3) Manage your pipeline of oboe-reed-blanks and lightly profiled reeds so they are always on hand, and you never have to rush through the finish. For a serious player requiring 12 or more reeds per month, this means that you must invest in at least 30 slips of gouged or gouged and shaped slips of cane at a time, and have 10 staples on the ready. Staples are reusable and can last years so don’t worry too much about the start-up costs.

4) Plan for two finishing cycles, except in an emergency. Cane needs to settle, and if you finish without a rest period, you are missing an opportunity to see how it will behave after drying.  For players with gougers, never go from to gouge to finish in one session- this is a recipe for disaster every time.
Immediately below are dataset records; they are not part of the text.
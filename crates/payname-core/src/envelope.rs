//! Response envelope returned by every API call.
//!
//! Two generations of the API coexist on the wire: the current convention
//! reports application codes under `code` and request ids under `id`, while
//! older endpoints still use `error` and `logs.log`. Exactly one convention
//! is populated per response; the accessors here resolve the priority so
//! callers never look at the raw fields.

use serde::{Deserialize, Serialize};
use serde_json::Value;

/// Parsed response envelope.
///
/// Unrecognized keys are ignored; absent optional fields stay `None`.
#[derive(Debug, Clone, Serialize, Deserialize)]
pub struct Envelope {
    /// Transport-level success flag. `false` means the call failed.
    pub success: bool,

    /// Application-level code, current convention.
    #[serde(default, skip_serializing_if = "Option::is_none")]
    pub code: Option<String>,

    /// Application-level code, old convention.
    #[serde(default, skip_serializing_if = "Option::is_none")]
    pub error: Option<String>,

    /// Human-readable message. Always present on a well-formed envelope.
    pub msg: String,

    /// Additional details attached to an error, if the API returned any.
    #[serde(default, skip_serializing_if = "Option::is_none")]
    pub details: Option<Value>,

    /// Payload of the call.
    #[serde(default, skip_serializing_if = "Option::is_none")]
    pub data: Option<Value>,

    /// Request id, current convention.
    #[serde(default, skip_serializing_if = "Option::is_none")]
    pub id: Option<i64>,

    /// Request log reference, old convention.
    #[serde(default, skip_serializing_if = "Option::is_none")]
    pub logs: Option<Logs>,
}

/// `logs` sub-object of the envelope, old request-id convention.
#[derive(Debug, Clone, Serialize, Deserialize)]
pub struct Logs {
    /// Request id.
    pub log: i64,
}

impl Envelope {
    /// Application-level code, whichever convention is populated.
    ///
    /// The current convention (`code`) wins over the old one (`error`).
    #[must_use]
    pub fn issue_code(&self) -> Option<&str> {
        self.code.as_deref().or(self.error.as_deref())
    }

    /// True when the envelope carries a warning-severity code.
    ///
    /// Severity is positional: only the first character of the code counts.
    #[must_use]
    pub fn has_warning_code(&self) -> bool {
        self.issue_code().is_some_and(|code| code.starts_with('W'))
    }

    /// Request id, whichever convention is populated.
    #[must_use]
    pub fn request_id(&self) -> Option<i64> {
        self.id.or_else(|| self.logs.as_ref().map(|logs| logs.log))
    }
}
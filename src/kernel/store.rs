use crate::models::ItemId;

use super::{Action, EditorState, Effect};

mod reducers;

#[derive(Debug, Clone, Default, PartialEq, Eq)]
pub struct DispatchResult {
    pub effects: Vec<Effect>,
    pub state_changed: bool,
    /// Id allocated by `CreateFolder`/`CreateFile`.
    pub created: Option<ItemId>,
}

impl DispatchResult {
    pub(crate) fn unchanged() -> Self {
        Self::default()
    }

    pub(crate) fn from_changed(changed: bool) -> Self {
        if changed {
            Self::committed()
        } else {
            Self::unchanged()
        }
    }

    pub(crate) fn committed() -> Self {
        Self {
            effects: vec![Effect::PersistSnapshot],
            state_changed: true,
            created: None,
        }
    }

    pub(crate) fn created(id: ItemId) -> Self {
        Self {
            created: Some(id),
            ..Self::committed()
        }
    }
}

#[derive(Debug, Clone, Copy, Default, PartialEq, Eq)]
pub struct StoreConfig {
    /// Reject focus changes that point at ids which are not open files.
    pub strict_focus: bool,
}

pub struct Store {
    state: EditorState,
    config: StoreConfig,
}

impl Store {
    pub fn new(state: EditorState) -> Self {
        Self::with_config(state, StoreConfig::default())
    }

    pub fn with_config(state: EditorState, config: StoreConfig) -> Self {
        Self { state, config }
    }

    pub fn state(&self) -> &EditorState {
        &self.state
    }

    pub fn config(&self) -> StoreConfig {
        self.config
    }

    pub fn into_state(self) -> EditorState {
        self.state
    }

    pub fn dispatch(&mut self, action: Action) -> DispatchResult {
        let name = action.name();
        let result = match action {
            Action::CreateFolder { .. }
            | Action::CreateFile { .. }
            | Action::ToggleFolder(_)
            | Action::UpdateFileContent { .. }
            | Action::DeleteItem(_) => self.reduce_file_system_action(action),
            Action::OpenFile(_) | Action::CloseFile(_) | Action::SetActiveFile(_) => {
                self.reduce_tab_action(action)
            }
        };

        if result.state_changed {
            tracing::debug!(
                action = name,
                items = self.state.files().len(),
                tabs = self.state.open_files().len(),
                "state committed"
            );
        } else {
            tracing::trace!(action = name, "no-op");
        }

        result
    }
}

#[cfg(test)]
#[path = "../../tests/unit/kernel/store.rs"]
mod tests;
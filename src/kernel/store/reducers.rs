mod file_system;
mod tabs;
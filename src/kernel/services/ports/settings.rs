use serde::{Deserialize, Serialize};
use std::path::PathBuf;

use crate::kernel::StoreConfig;

#[derive(Debug, Clone, PartialEq, Eq, Serialize, Deserialize)]
#[serde(default)]
pub struct Settings {
    /// Rewrite the snapshot after every committed transition.
    pub autosave: bool,
    #[serde(skip_serializing_if = "Option::is_none")]
    pub snapshot_path: Option<PathBuf>,
    /// `EnvFilter` directive used when `RUST_LOG` is unset.
    #[serde(skip_serializing_if = "Option::is_none")]
    pub log_filter: Option<String>,
    pub strict_focus: bool,
}

impl Default for Settings {
    fn default() -> Self {
        Self {
            autosave: true,
            snapshot_path: None,
            log_filter: None,
            strict_focus: false,
        }
    }
}

impl Settings {
    pub fn store_config(&self) -> StoreConfig {
        StoreConfig {
            strict_focus: self.strict_focus,
        }
    }
}
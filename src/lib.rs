//! treepad - headless core of a tabbed plain-text editor.
//!
//! Modules:
//! - models: virtual file tree (FileSystem, FileSystemItem)
//! - kernel: editor state, actions, effects and the reducer store
//! - kernel::services: snapshot/settings ports and their filesystem adapters
//! - app: session host that restores, persists and closes a store
//! - logging: tracing subscriber setup

pub mod app;
pub mod kernel;
pub mod logging;
pub mod models;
5) Be mindful of dimensions. Stick to your tie length and clip length to ensure consistency. Try to make the clip length close to your finished length so you don't have to keep thinning a clipping the tip (I learned this lesson the hard way at Oberlin- and it took two hours to make a reed that I ended up wrecking in the end because my clipped length was too long). However, flexibility in service of the result is just as important. Talk to a trusted reed making advisor about their approaches to common problems that could make flexibility important when finishing the reed.

6)  Preparing the reed for finishing should become routine. The real nuance is in testing and adjusting the reed during finishing. Know your target thicknesses at each stage of your reed making process. Use equal numbers of strokes with equal pressure during the pre-finish part of the cycle. Symmetry is important in reed making.  Dial micrometers are helpful. I don't know too many people who can guess a millimeter or two difference with accuracy, and millimeters make a difference in reed making. 

7) Slow down during the finish. Tips are hair thin and fragile at this stage.  Test often. Do not over scrape. Use reed maps to help you if necessary.  Work out a strategy with your oboe teacher to address any of the issues you have in testing. If you would like me to send you a copy of the reed map I use, please e-mail me at

8) Think about what you are trying to accomplish in the time you have allotted for reed making. If you don't have a lot of time to make the reed, you are better off preparing it in steps for the next reed making session.

These are things I think about as a professional reed maker. I have learned certain efficiencies, and have certain muscle memory to produce a good reed faster than most. But make no mistake, I ruin my share too- everybody does- so don't feel bad.  Happy reed making.